(PROBLEM REQUIREMENTS): Go to the line below containing "fetch: the normalized" and print exactly from there through the line containing "last value wins.", both included. Print nothing else.
☆ ☆ ☆
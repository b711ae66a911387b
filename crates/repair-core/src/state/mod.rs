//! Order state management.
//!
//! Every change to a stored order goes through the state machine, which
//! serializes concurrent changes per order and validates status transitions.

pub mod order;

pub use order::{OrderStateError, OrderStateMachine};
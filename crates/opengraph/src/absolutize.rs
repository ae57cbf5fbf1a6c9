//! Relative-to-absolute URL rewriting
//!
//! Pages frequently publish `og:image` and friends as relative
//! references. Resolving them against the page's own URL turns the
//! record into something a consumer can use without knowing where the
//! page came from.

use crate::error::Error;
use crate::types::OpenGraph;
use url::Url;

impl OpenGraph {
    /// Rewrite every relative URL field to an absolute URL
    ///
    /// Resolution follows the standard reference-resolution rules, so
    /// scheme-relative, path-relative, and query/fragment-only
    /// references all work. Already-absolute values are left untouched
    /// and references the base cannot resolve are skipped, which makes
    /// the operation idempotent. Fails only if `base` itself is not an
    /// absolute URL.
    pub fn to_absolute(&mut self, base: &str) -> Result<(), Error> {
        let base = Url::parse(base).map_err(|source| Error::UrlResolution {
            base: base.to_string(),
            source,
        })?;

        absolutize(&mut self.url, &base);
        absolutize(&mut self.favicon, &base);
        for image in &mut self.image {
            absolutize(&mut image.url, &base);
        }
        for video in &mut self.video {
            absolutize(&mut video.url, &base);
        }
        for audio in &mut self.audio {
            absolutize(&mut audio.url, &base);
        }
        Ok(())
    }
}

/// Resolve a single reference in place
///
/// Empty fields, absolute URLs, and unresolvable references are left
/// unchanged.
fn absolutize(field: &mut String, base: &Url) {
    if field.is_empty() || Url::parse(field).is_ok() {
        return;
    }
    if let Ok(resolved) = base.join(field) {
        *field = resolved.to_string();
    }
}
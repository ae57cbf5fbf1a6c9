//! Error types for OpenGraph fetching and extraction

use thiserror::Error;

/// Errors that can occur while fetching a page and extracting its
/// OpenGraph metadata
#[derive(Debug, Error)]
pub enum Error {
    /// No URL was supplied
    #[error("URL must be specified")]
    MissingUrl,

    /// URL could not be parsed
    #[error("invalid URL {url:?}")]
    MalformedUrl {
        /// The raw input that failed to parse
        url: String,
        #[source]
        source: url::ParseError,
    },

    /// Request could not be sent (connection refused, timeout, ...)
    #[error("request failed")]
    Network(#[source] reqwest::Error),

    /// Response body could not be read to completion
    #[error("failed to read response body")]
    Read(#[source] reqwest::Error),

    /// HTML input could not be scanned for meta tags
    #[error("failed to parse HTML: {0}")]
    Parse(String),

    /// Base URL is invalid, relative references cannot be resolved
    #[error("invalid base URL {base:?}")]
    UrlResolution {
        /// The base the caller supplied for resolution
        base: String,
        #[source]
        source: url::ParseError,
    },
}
☆ ☆ ☆
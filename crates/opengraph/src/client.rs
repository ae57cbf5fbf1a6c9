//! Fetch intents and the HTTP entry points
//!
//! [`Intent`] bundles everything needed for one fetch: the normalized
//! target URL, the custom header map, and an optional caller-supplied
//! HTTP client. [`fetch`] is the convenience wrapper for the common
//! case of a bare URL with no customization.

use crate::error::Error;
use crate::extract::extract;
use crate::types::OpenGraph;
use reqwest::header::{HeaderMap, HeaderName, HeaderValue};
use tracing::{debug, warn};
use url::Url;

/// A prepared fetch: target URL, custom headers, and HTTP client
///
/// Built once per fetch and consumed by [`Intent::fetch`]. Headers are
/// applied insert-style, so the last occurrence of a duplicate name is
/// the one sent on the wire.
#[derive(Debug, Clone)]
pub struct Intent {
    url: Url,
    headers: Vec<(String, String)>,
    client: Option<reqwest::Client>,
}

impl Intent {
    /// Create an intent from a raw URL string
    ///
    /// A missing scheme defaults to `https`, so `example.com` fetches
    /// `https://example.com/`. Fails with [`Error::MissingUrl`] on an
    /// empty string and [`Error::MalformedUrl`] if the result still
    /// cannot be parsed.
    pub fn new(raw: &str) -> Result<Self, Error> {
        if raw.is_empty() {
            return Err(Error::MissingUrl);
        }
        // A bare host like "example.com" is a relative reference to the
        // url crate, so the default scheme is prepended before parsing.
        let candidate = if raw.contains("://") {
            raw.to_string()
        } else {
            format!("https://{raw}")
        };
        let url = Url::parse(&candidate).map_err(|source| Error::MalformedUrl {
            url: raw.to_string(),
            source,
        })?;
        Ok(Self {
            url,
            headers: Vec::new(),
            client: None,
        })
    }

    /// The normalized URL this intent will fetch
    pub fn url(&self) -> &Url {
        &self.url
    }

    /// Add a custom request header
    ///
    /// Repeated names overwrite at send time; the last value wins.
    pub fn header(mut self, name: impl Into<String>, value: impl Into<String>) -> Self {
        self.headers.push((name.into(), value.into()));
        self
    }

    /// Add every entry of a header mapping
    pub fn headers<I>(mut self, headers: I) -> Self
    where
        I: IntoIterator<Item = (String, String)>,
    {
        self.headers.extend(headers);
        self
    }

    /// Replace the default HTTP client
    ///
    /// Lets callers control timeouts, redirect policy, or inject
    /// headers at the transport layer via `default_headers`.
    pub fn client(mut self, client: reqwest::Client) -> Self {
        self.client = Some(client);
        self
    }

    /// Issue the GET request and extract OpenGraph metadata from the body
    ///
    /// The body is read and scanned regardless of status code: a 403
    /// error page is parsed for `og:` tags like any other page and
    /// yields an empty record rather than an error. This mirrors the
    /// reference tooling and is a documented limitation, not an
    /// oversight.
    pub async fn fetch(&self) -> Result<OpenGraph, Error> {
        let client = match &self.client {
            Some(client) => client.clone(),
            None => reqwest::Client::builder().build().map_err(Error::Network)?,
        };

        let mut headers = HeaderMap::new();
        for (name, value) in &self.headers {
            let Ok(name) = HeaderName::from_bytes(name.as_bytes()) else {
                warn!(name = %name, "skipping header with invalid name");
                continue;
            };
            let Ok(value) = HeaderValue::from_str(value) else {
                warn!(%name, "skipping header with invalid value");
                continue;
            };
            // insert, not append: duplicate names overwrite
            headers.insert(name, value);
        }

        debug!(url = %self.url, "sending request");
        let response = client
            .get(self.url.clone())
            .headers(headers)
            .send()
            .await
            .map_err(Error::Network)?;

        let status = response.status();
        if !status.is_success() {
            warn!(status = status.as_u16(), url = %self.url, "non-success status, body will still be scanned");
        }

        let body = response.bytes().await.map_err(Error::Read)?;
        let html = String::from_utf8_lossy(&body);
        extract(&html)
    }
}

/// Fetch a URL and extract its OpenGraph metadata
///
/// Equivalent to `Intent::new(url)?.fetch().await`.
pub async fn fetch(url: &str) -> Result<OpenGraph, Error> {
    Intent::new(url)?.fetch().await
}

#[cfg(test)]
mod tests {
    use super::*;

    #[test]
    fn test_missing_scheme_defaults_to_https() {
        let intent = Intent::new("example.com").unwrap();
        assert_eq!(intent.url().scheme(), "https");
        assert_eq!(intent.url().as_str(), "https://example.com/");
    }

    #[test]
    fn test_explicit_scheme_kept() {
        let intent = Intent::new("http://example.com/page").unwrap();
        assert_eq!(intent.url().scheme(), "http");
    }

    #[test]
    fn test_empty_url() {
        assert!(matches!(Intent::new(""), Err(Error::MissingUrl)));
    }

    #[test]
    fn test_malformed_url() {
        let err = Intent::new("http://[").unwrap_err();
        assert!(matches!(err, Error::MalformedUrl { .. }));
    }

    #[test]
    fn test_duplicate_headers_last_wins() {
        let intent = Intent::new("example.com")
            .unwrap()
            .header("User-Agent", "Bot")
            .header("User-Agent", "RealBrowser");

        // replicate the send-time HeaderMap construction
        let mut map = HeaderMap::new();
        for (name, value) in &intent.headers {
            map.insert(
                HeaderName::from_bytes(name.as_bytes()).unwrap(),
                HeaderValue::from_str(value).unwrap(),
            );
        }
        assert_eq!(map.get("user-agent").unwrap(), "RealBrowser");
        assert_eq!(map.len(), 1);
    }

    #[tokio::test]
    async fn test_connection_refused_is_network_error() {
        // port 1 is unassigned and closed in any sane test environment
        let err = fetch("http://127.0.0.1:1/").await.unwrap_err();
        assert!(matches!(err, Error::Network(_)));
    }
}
☆ ☆ ☆
(EXERCISE SOLUTION):
//! [`Intent`] bundles everything needed for one fetch: the normalized
//! target URL, the custom header map, and an optional caller-supplied
//! HTTP client. [`fetch`] is the convenience wrapper for the common
//! case of a bare URL with no customization.

use crate::error::Error;
use crate::extract::extract;
use crate::types::OpenGraph;
use reqwest::header::{HeaderMap, HeaderName, HeaderValue};
use tracing::{debug, warn};
use url::Url;

/// A prepared fetch: target URL, custom headers, and HTTP client
///
/// Built once per fetch and consumed by [`Intent::fetch`]. Headers are
/// applied insert-style, so the last occurrence of a duplicate name is
/// the one sent on the wire.
#[derive(Debug, Clone)]
pub struct Intent {
    url: Url,
    headers: Vec<(String, String)>,
    client: Option<reqwest::Client>,
}

impl Intent {
    /// Create an intent from a raw URL string
    ///
    /// A missing scheme defaults to `https`, so `example.com` fetches
    /// `https://example.com/`. Fails with [`Error::MissingUrl`] on an
    /// empty string and [`Error::MalformedUrl`] if the result still
    /// cannot be parsed.
    pub fn new(raw: &str) -> Result<Self, Error> {
        if raw.is_empty() {
            return Err(Error::MissingUrl);
        }
        // A bare host like "example.com" is a relative reference to the
        // url crate, so the default scheme is prepended before parsing.
        let candidate = if raw.contains("://") {
            raw.to_string()
        } else {
            format!("https://{raw}")
        };
        let url = Url::parse(&candidate).map_err(|source| Error::MalformedUrl {
            url: raw.to_string(),
            source,
        })?;
        Ok(Self {
            url,
            headers: Vec::new(),
            client: None,
        })
    }

    /// The normalized URL this intent will fetch
    pub fn url(&self) -> &Url {
        &self.url
    }

    /// Add a custom request header
    ///
    /// Repeated names overwrite at send time; the last value wins.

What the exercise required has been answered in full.